Been detoxing now for several weeks, and overall I am feeling so much better it's nearly spooky. I find myself actually looking forward to eating fresh fruits and vegetables, and I must say, I make a mean organic chicken salad. But the other night as I passed The Cheesecake Factory on my way to Whole Foods (subliminal sabotage), I experienced a deep desire to have some gourmet cheesecake.
That desire is so over.
While at Whole Foods I did the best I could to read labels and consult my "can/can't eat" list in an attempt to find some new things to eat, but apparently I let something slip through the cracks.
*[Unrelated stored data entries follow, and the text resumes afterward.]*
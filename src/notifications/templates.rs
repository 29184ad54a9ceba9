use askama::Template;

use super::OutgoingEmail;
use crate::{dto::orders::OrderDto, models::OrderDetail};

#[derive(Template)]
#[template(path = "email/registration_otp.html")]
struct RegistrationOtpHtml<'a> {
    full_name: &'a str,
    code: &'a str,
    ttl_minutes: i64,
}

#[derive(Template)]
#[template(path = "email/password_reset.html")]
struct PasswordResetHtml<'a> {
    full_name: &'a str,
    reset_link: &'a str,
    ttl_minutes: i64,
}

#[derive(Template)]
#[template(path = "email/password_changed.html")]
struct PasswordChangedHtml<'a> {
    full_name: &'a str,
    changed_at: &'a str,
}

struct CancelledLine {
    product_name: String,
    variant: String,
    quantity: i32,
    unit_price: String,
    line_total: String,
}

#[derive(Template)]
#[template(path = "email/order_cancelled.html")]
struct OrderCancelledHtml<'a> {
    invoice_number: &'a str,
    order_date: String,
    full_name: &'a str,
    payment_method: &'a str,
    shipping_address: &'a str,
    lines: Vec<CancelledLine>,
    shipping_cost: String,
    total_amount: String,
    reason: Option<&'a str>,
}

pub fn registration_otp(
    to: &str,
    full_name: &str,
    code: &str,
    ttl_minutes: i64,
) -> Result<OutgoingEmail, askama::Error> {
    let html_body = RegistrationOtpHtml {
        full_name,
        code,
        ttl_minutes,
    }
    .render()?;
    Ok(OutgoingEmail {
        to: to.to_string(),
        subject: "Mã xác thực đăng ký PetCare".to_string(),
        html_body,
    })
}

pub fn password_reset(
    to: &str,
    full_name: &str,
    reset_link: &str,
    ttl_minutes: i64,
) -> Result<OutgoingEmail, askama::Error> {
    let html_body = PasswordResetHtml {
        full_name,
        reset_link,
        ttl_minutes,
    }
    .render()?;
    Ok(OutgoingEmail {
        to: to.to_string(),
        subject: "Đặt lại mật khẩu PetCare".to_string(),
        html_body,
    })
}

pub fn password_changed(
    to: &str,
    full_name: &str,
    changed_at: &str,
) -> Result<OutgoingEmail, askama::Error> {
    let html_body = PasswordChangedHtml {
        full_name,
        changed_at,
    }
    .render()?;
    Ok(OutgoingEmail {
        to: to.to_string(),
        subject: "Mật khẩu của bạn đã được thay đổi".to_string(),
        html_body,
    })
}

pub fn order_cancelled(
    order: &OrderDto,
    details: &[OrderDetail],
    reason: Option<&str>,
) -> Result<OutgoingEmail, askama::Error> {
    let lines = details
        .iter()
        .map(|detail| CancelledLine {
            product_name: detail.product_name.clone(),
            variant: variant_label(detail),
            quantity: detail.quantity,
            unit_price: format_vnd(detail.price),
            line_total: format_vnd(detail.price * i64::from(detail.quantity)),
        })
        .collect();

    let html_body = OrderCancelledHtml {
        invoice_number: &order.invoice_number,
        order_date: order.order_date.format("%d/%m/%Y %H:%M").to_string(),
        full_name: &order.full_name,
        payment_method: &order.payment_method,
        shipping_address: &order.shipping_address,
        lines,
        shipping_cost: format_vnd(order.shipping_cost),
        total_amount: format_vnd(order.total_amount),
        reason: reason.map(str::trim).filter(|r| !r.is_empty()),
    }
    .render()?;

    Ok(OutgoingEmail {
        to: order.email.clone(),
        subject: format!("Đơn hàng {} đã bị hủy", order.invoice_number),
        html_body,
    })
}

fn variant_label(detail: &OrderDetail) -> String {
    [&detail.color_name, &detail.size_name, &detail.weight_name]
        .into_iter()
        .filter_map(|name| name.as_deref())
        .collect::<Vec<_>>()
        .join(" / ")
}

/// `1250000` -> `1.250.000 ₫`
pub fn format_vnd(amount: i64) -> String {
    let digits = amount.unsigned_abs().to_string();
    let mut grouped = String::with_capacity(digits.len() + digits.len() / 3);
    for (i, ch) in digits.chars().enumerate() {
        if i > 0 && (digits.len() - i) % 3 == 0 {
            grouped.push('.');
        }
        grouped.push(ch);
    }
    let sign = if amount < 0 { "-" } else { "" };
    format!("{sign}{grouped} ₫")
}

#[cfg(test)]
mod tests {
    use super::*;
    use chrono::{TimeZone, Utc};
    use uuid::Uuid;

    fn sample_order() -> OrderDto {
        OrderDto {
            id: Uuid::new_v4(),
            user_id: Uuid::new_v4(),
            invoice_number: "INV-20241101-abcdef12".into(),
            order_date: Utc.with_ymd_and_hms(2024, 11, 1, 9, 30, 0).unwrap(),
            payment_method: "Thanh toán khi nhận hàng".into(),
            payment_status: "Chưa thanh toán".into(),
            shipping_address: "12 Lê Lợi, Bến Nghé, Quận 1, Hồ Chí Minh".into(),
            shipping_cost: 30_000,
            total_amount: 280_000,
            point_earned: 0,
            point_used: 0,
            status_id: 5,
            status_name: "Hủy".into(),
            voucher_id: None,
            full_name: "Nguyen <Van> A".into(),
            phone: Some("0901234567".into()),
            email: "buyer@example.com".into(),
        }
    }

    fn sample_detail() -> OrderDetail {
        OrderDetail {
            id: Uuid::new_v4(),
            order_id: Uuid::new_v4(),
            product_detail_id: Uuid::new_v4(),
            product_name: "Royal Canin Kitten".into(),
            brand_name: Some("Royal Canin".into()),
            category_name: Some("Cat food".into()),
            color_name: None,
            size_name: None,
            weight_name: Some("2kg".into()),
            quantity: 2,
            price: 125_000,
        }
    }

    #[test]
    fn vnd_amounts_are_grouped_by_thousands() {
        assert_eq!(format_vnd(0), "0 ₫");
        assert_eq!(format_vnd(999), "999 ₫");
        assert_eq!(format_vnd(1_000), "1.000 ₫");
        assert_eq!(format_vnd(1_250_000), "1.250.000 ₫");
        assert_eq!(format_vnd(-45_000), "-45.000 ₫");
    }

    #[test]
    fn cancellation_email_lists_lines_total_and_reason() {
        let email = order_cancelled(&sample_order(), &[sample_detail()], Some("Out of stock"))
            .unwrap();

        assert_eq!(email.to, "buyer@example.com");
        assert!(email.subject.contains("INV-20241101-abcdef12"));
        assert!(email.html_body.contains("Royal Canin Kitten"));
        assert!(email.html_body.contains("2kg"));
        assert!(email.html_body.contains("250.000 ₫"));
        assert!(email.html_body.contains("280.000 ₫"));
        assert!(email.html_body.contains("Out of stock"));
        assert!(email.html_body.contains("2024 09:30"));
    }

    #[test]
    fn customer_name_is_html_escaped() {
        let email = order_cancelled(&sample_order(), &[], None).unwrap();
        assert!(!email.html_body.contains("<Van>"));
    }

    #[test]
    fn otp_and_reset_emails_carry_their_secret() {
        let otp = registration_otp("a@b.c", "Lan", "482913", 10).unwrap();
        assert!(otp.html_body.contains("482913"));

        let reset = password_reset(
            "a@b.c",
            "Lan",
            "http://localhost:5173/reset-password?token=abc",
            30,
        )
        .unwrap();
        assert!(reset.html_body.contains("reset-password?token=abc"));
    }
}
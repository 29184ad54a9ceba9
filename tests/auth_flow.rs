mod common;

use petcare_api::{
    dto::{
        auth::{
            ForgotPasswordRequest, LoginRequest, RegisterRequest, ResetPasswordRequest,
            VerifyOtpRequest,
        },
        users::ChangePasswordRequest,
    },
    error::AppError,
    middleware::auth::AuthUser,
    services::{auth_service, user_service},
    utils::jwt::decode_token,
};
use uuid::Uuid;

#[tokio::test]
async fn register_verify_login_and_recover_password() -> anyhow::Result<()> {
    let Some(state) = common::setup_state().await? else {
        return Ok(());
    };
    let email = format!("{}@petcare.test", common::unique("owner"));

    auth_service::register(
        &state,
        RegisterRequest {
            email: email.to_uppercase(),
            password: "meo-meo-123".into(),
            full_name: "Nguyễn Văn Mèo".into(),
        },
    )
    .await?;

    let (otp,): (String,) =
        sqlx::query_as("SELECT otp_code FROM pending_registrations WHERE email = $1")
            .bind(&email)
            .fetch_one(&state.pool)
            .await?;

    let wrong = auth_service::verify_otp(
        &state,
        VerifyOtpRequest {
            email: email.clone(),
            otp: if otp == "111111" { "222222".into() } else { "111111".into() },
        },
    )
    .await;
    assert!(matches!(wrong, Err(AppError::BadRequest(_))));

    let user = auth_service::verify_otp(
        &state,
        VerifyOtpRequest {
            email: email.clone(),
            otp,
        },
    )
    .await?
    .data
    .expect("user");
    assert_eq!(user.role, "user");

    let again = auth_service::register(
        &state,
        RegisterRequest {
            email: email.clone(),
            password: "another-pass".into(),
            full_name: "Someone".into(),
        },
    )
    .await;
    assert!(matches!(again, Err(AppError::Conflict(_))));

    let session = auth_service::login(
        &state,
        LoginRequest {
            email: email.clone(),
            password: "meo-meo-123".into(),
        },
    )
    .await?
    .data
    .expect("session");
    let claims = decode_token(&session.token, &state.config.jwt_secret)?;
    assert_eq!(claims.sub, user.id.to_string());
    assert_eq!(claims.role, "user");

    let bad_login = auth_service::login(
        &state,
        LoginRequest {
            email: email.clone(),
            password: "wrong".into(),
        },
    )
    .await;
    assert!(matches!(bad_login, Err(AppError::Unauthorized(_))));

    auth_service::forgot_password(&state, ForgotPasswordRequest { email: email.clone() }).await?;
    let (token,): (Uuid,) = sqlx::query_as(
        "SELECT token FROM password_reset_tokens WHERE user_id = $1 ORDER BY created_at DESC LIMIT 1",
    )
    .bind(user.id)
    .fetch_one(&state.pool)
    .await?;

    auth_service::reset_password(
        &state,
        ResetPasswordRequest {
            token,
            new_password: "gau-gau-456".into(),
        },
    )
    .await?;

    let reused = auth_service::reset_password(
        &state,
        ResetPasswordRequest {
            token,
            new_password: "gau-gau-789".into(),
        },
    )
    .await;
    assert!(matches!(reused, Err(AppError::BadRequest(_))));

    auth_service::login(
        &state,
        LoginRequest {
            email,
            password: "gau-gau-456".into(),
        },
    )
    .await?;
    Ok(())
}

#[tokio::test]
async fn forgot_password_for_unknown_email_is_not_found() -> anyhow::Result<()> {
    let Some(state) = common::setup_state().await? else {
        return Ok(());
    };
    let result = auth_service::forgot_password(
        &state,
        ForgotPasswordRequest {
            email: format!("{}@petcare.test", common::unique("ghost")),
        },
    )
    .await;
    assert!(matches!(result, Err(AppError::NotFoundResource(_))));
    Ok(())
}

#[tokio::test]
async fn change_password_queues_a_notification() -> anyhow::Result<()> {
    let Some(state) = common::setup_state().await? else {
        return Ok(());
    };
    let email = format!("{}@petcare.test", common::unique("changer"));
    auth_service::register(
        &state,
        RegisterRequest {
            email: email.clone(),
            password: "first-pass".into(),
            full_name: "Trần Thị Chó".into(),
        },
    )
    .await?;
    let (otp,): (String,) =
        sqlx::query_as("SELECT otp_code FROM pending_registrations WHERE email = $1")
            .bind(&email)
            .fetch_one(&state.pool)
            .await?;
    let user = auth_service::verify_otp(&state, VerifyOtpRequest { email: email.clone(), otp })
        .await?
        .data
        .expect("user");
    let caller = AuthUser {
        user_id: user.id,
        role: user.role.clone(),
    };

    let same = user_service::change_password(
        &state,
        &caller,
        ChangePasswordRequest {
            current_password: "first-pass".into(),
            new_password: "first-pass".into(),
        },
    )
    .await;
    assert!(matches!(same, Err(AppError::BadRequest(_))));

    user_service::change_password(
        &state,
        &caller,
        ChangePasswordRequest {
            current_password: "first-pass".into(),
            new_password: "second-pass".into(),
        },
    )
    .await?;

    // One OTP mail from registration, one for the password change.
    let (mails,): (i64,) =
        sqlx::query_as("SELECT COUNT(*) FROM email_outbox WHERE recipient = $1")
            .bind(&email)
            .fetch_one(&state.pool)
            .await?;
    assert_eq!(mails, 2);
    Ok(())
}

#[tokio::test]
async fn repeated_wrong_codes_discard_the_pending_registration() -> anyhow::Result<()> {
    let Some(state) = common::setup_state().await? else {
        return Ok(());
    };
    let email = format!("{}@petcare.test", common::unique("guess"));

    auth_service::register(
        &state,
        RegisterRequest {
            email: email.clone(),
            password: "gau-gau-123".into(),
            full_name: "Trần Thị Cún".into(),
        },
    )
    .await?;

    let (otp,): (String,) =
        sqlx::query_as("SELECT otp_code FROM pending_registrations WHERE email = $1")
            .bind(&email)
            .fetch_one(&state.pool)
            .await?;
    let wrong_code = if otp == "111111" { "222222" } else { "111111" };

    for _ in 0..auth_service::MAX_OTP_ATTEMPTS {
        let res = auth_service::verify_otp(
            &state,
            VerifyOtpRequest {
                email: email.clone(),
                otp: wrong_code.into(),
            },
        )
        .await;
        assert!(matches!(res, Err(AppError::BadRequest(_))));
    }

    let late = auth_service::verify_otp(
        &state,
        VerifyOtpRequest {
            email: email.clone(),
            otp,
        },
    )
    .await;
    assert!(matches!(late, Err(AppError::BadRequest(_))));

    let (pending,): (i64,) =
        sqlx::query_as("SELECT COUNT(*) FROM pending_registrations WHERE email = $1")
            .bind(&email)
            .fetch_one(&state.pool)
            .await?;
    assert_eq!(pending, 0);

    let (users,): (i64,) = sqlx::query_as("SELECT COUNT(*) FROM users WHERE email = $1")
        .bind(&email)
        .fetch_one(&state.pool)
        .await?;
    assert_eq!(users, 0);
    Ok(())
}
I have been completely off sugar since I stated this detox on March 14, and once I got through the withdrawal symptoms (Yes! Withdrawal! From sugar - can you believe that???) I have stayed far, far away from it.
Until I put something in my cart at Whole Foods that contains "evaporated cane juice syrup". Now I realize had I thought this through, I might have realized there was some danger lurking in the rice cakes and granola cereal. But it didn't dawn on me until I ate a bowl of the cereal this morning, and promptly felt horribly, horribly ill. We're talking sick. I instantly began checking labels and chugging water, and came to the conclusion that evaporated cane juice syrup is definitely a "can't eat" ingredient. I was shaky, nauseous, tearful, and angry, combined with some blurry vision, headache, and numbness in my face and fingers. My body was very clearly letting me know that we no longer operate on that crap! After many, many glasses of filtered water, lots of veggies, and a nearly three hour nap - I am finally starting to recover.
You know that cheesecake I really wanted the other night? I wouldn't eat all that sugar now if you paid me! It is amazing and horrifying all at the same time to think that I operated every day on sugar, and the toll that was taking on my body.
Talk about being scared straight. I've been sugar scared straight.